Input for this task
//! Page-by-page iteration over Last.fm list endpoints.
//!
//! Every `library.*` listing wraps its items like this:
//!
//! ```json
//! {"artists": {"artist": [ ... ], "@attr": {"page": "1", "totalPages": "3"}}}
//! ```
//!
//! [`Paginator`] requests one page at a time, only when the previous page
//! has been fully consumed. The total page count is read from the first
//! page and never revised, so iteration always terminates.

use std::collections::VecDeque;

use serde_json::Value;
use tracing::debug;

use super::client::{LastFmClient, DEFAULT_PAGE_LIMIT};
use crate::error::{ApiError, Result};
use crate::models::Record;

/// Describes one paginated endpoint call.
#[derive(Debug, Clone, PartialEq, Eq)]
pub struct PageRequest {
    /// API method, e.g. `library.getartists`.
    pub method: String,
    pub user: String,
    /// Key of the container object in the response.
    pub root_key: String,
    /// Key of the item list inside the container.
    pub list_key: String,
    /// Items per page.
    pub limit: u32,
    /// Appended after `user`, `limit` and `page`.
    pub extra_params: Vec<(String, String)>,
}

impl PageRequest {
    pub fn new(method: &str, user: &str, root_key: &str, list_key: &str) -> Self {
        Self {
            method: method.to_string(),
            user: user.to_string(),
            root_key: root_key.to_string(),
            list_key: list_key.to_string(),
            limit: DEFAULT_PAGE_LIMIT,
            extra_params: Vec::new(),
        }
    }

    /// Set the number of items per page.
    pub fn limit(mut self, limit: u32) -> Self {
        self.limit = limit;
        self
    }

    /// Add an extra query parameter.
    pub fn param<K: Into<String>, V: Into<String>>(mut self, key: K, value: V) -> Self {
        self.extra_params.push((key.into(), value.into()));
        self
    }

    fn query(&self, page: u32) -> Vec<(&str, String)> {
        let mut query = vec![
            ("user", self.user.clone()),
            ("limit", self.limit.to_string()),
            ("page", page.to_string()),
        ];
        query.extend(self.extra_params.iter().map(|(k, v)| (k.as_str(), v.clone())));
        query
    }
}

/// Lazy, forward-only iterator over every item of a paginated endpoint.
///
/// Yields `Err` at most once; after that it is exhausted.
#[derive(Debug)]
pub struct Paginator<'a> {
    client: &'a LastFmClient,
    request: PageRequest,
    /// Next page to request.
    page: u32,
    /// Known after the first page.
    total_pages: Option<u32>,
    buffer: VecDeque<Record>,
    done: bool,
}

impl<'a> Paginator<'a> {
    pub(crate) fn new(client: &'a LastFmClient, request: PageRequest) -> Self {
        Self {
            client,
            request,
            page: 1,
            total_pages: None,
            buffer: VecDeque::new(),
            done: false,
        }
    }

    /// Number of pages reported by the server, once the first page is in.
    pub fn total_pages(&self) -> Option<u32> {
        self.total_pages
    }

    /// Fetch the current page into the buffer and advance the cursor.
    fn fetch_page(&mut self) -> Result<()> {
        let method = self.request.method.as_str();
        let data = self
            .client
            .request(method, &self.request.query(self.page))?;

        let container = match data.get(&self.request.root_key) {
            Some(Value::Object(container)) => container,
            _ => return Err(ApiError::shape(&self.request.root_key, method)),
        };

        let items = page_items(container, &self.request.list_key, method)?;
        debug!(
            "{} page {} returned {} items",
            method,
            self.page,
            items.len()
        );
        self.buffer.extend(items);

        let total = *self
            .total_pages
            .get_or_insert_with(|| total_pages(container));
        if self.page == 1 {
            debug!("{} reports {} total pages", method, total);
        }

        if self.page >= total {
            self.done = true;
        } else {
            self.page += 1;
        }
        Ok(())
    }
}

impl Iterator for Paginator<'_> {
    type Item = Result<Record>;

    fn next(&mut self) -> Option<Self::Item> {
        loop {
            if let Some(item) = self.buffer.pop_front() {
                return Some(Ok(item));
            }
            if self.done {
                return None;
            }
            if let Err(e) = self.fetch_page() {
                self.done = true;
                self.buffer.clear();
                return Some(Err(e));
            }
        }
    }
}

/// Extract the item list from a page container.
///
/// A single-item page comes back as a bare object instead of a list; a
/// missing list means an empty page.
fn page_items(container: &Record, list_key: &str, method: &str) -> Result<Vec<Record>> {
    match container.get(list_key) {
        None | Some(Value::Null) => Ok(Vec::new()),
        Some(Value::Object(item)) => Ok(vec![item.clone()]),
        Some(Value::Array(items)) => items
            .iter()
            .map(|item| match item {
                Value::Object(record) => Ok(record.clone()),
                _ => Err(ApiError::shape(list_key, method)),
            })
            .collect(),
        Some(_) => Err(ApiError::shape(list_key, method)),
    }
}

/// Read the total page count from a container's `@attr`, defaulting to 1.
fn total_pages(container: &Record) -> u32 {
    let Some(attr) = container.get("@attr").and_then(Value::as_object) else {
        return 1;
    };

    let value = ["totalPages", "totalpages"]
        .iter()
        .filter_map(|key| attr.get(*key))
        .find(|v| !is_blank(v));

    let parsed = match value {
        Some(Value::String(s)) => s.trim().parse::<i64>().ok(),
        Some(Value::Number(n)) => n.as_i64(),
        _ => None,
    };

    parsed.map_or(1, |n| n.clamp(1, i64::from(u32::MAX)) as u32)
}

/// Values that count as "not reported" for a page-count field.
fn is_blank(value: &Value) -> bool {
    match value {
        Value::Null | Value::Bool(false) => true,
        Value::String(s) => s.is_empty(),
        Value::Number(n) => n.as_f64() == Some(0.0),
        Value::Array(a) => a.is_empty(),
        Value::Object(o) => o.is_empty(),
        Value::Bool(true) => false,
    }
}
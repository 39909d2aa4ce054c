//! Response objects returned by [`crate::functions`].
//!
//! Only the fields the client and its demos read are modelled; unknown
//! fields are ignored on decode.

use serde::{Deserialize, Serialize};
use serde_json::Value;

/// TDLib's empty success object, `{"@type":"ok"}`.
#[derive(Clone, Copy, Debug, Default, PartialEq, Eq, Serialize, Deserialize)]
pub struct Success {}

/// A list of usernames of a user or chat.
#[derive(Clone, Debug, Default, PartialEq, Serialize, Deserialize)]
pub struct Usernames {
    #[serde(default)]
    pub active_usernames:   Vec<String>,
    #[serde(default)]
    pub editable_username:  String,
}

/// A Telegram user.
#[derive(Clone, Debug, PartialEq, Serialize, Deserialize)]
pub struct User {
    pub id:           i64,
    #[serde(default)]
    pub first_name:   String,
    #[serde(default)]
    pub last_name:    String,
    #[serde(default, skip_serializing_if = "Option::is_none")]
    pub usernames:    Option<Usernames>,
    #[serde(default)]
    pub phone_number: String,
    /// `userTypeRegular`, `userTypeBot`, …, left undecoded.
    #[serde(rename = "type", default)]
    pub user_type:    Value,
}

impl User {
    /// Full display name.
    pub fn full_name(&self) -> String {
        format!("{} {}", self.first_name, self.last_name).trim().to_string()
    }

    /// The first active username, if any.
    pub fn username(&self) -> Option<&str> {
        self.usernames.as_ref()?.active_usernames.first().map(String::as_str)
    }

    pub fn is_bot(&self) -> bool {
        self.user_type.get("@type").and_then(Value::as_str) == Some("userTypeBot")
    }
}

/// A message, with its content left undecoded.
#[derive(Clone, Debug, PartialEq, Serialize, Deserialize)]
pub struct Message {
    pub id:          i64,
    pub chat_id:     i64,
    #[serde(default)]
    pub is_outgoing: bool,
    #[serde(default)]
    pub date:        i32,
    #[serde(default)]
    pub content:     Value,
}

impl Message {
    /// Text of an `messageText` content.
    pub fn text(&self) -> Option<&str> {
        if self.content.get("@type")?.as_str()? != "messageText" {
            return None;
        }
        self.content.get("text")?.get("text")?.as_str()
    }
}

/// The value of a TDLib option (`getOption`).
#[derive(Clone, Debug, PartialEq, Serialize, Deserialize)]
#[serde(tag = "@type")]
pub enum OptionValue {
    #[serde(rename = "optionValueBoolean")]
    Boolean { value: bool },
    #[serde(rename = "optionValueEmpty")]
    Empty,
    /// int64 values travel as strings.
    #[serde(rename = "optionValueInteger")]
    Integer { value: String },
    #[serde(rename = "optionValueString")]
    String { value: String },
}

/// A TDLib log verbosity level (`getLogVerbosityLevel`).
#[derive(Clone, Copy, Debug, PartialEq, Eq, Serialize, Deserialize)]
pub struct LogVerbosityLevel {
    pub verbosity_level: i32,
}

Exercise aim
Each line that contains the word "userTypeBot" adds to the total; give the total for the material and nothing else.

Task solution
2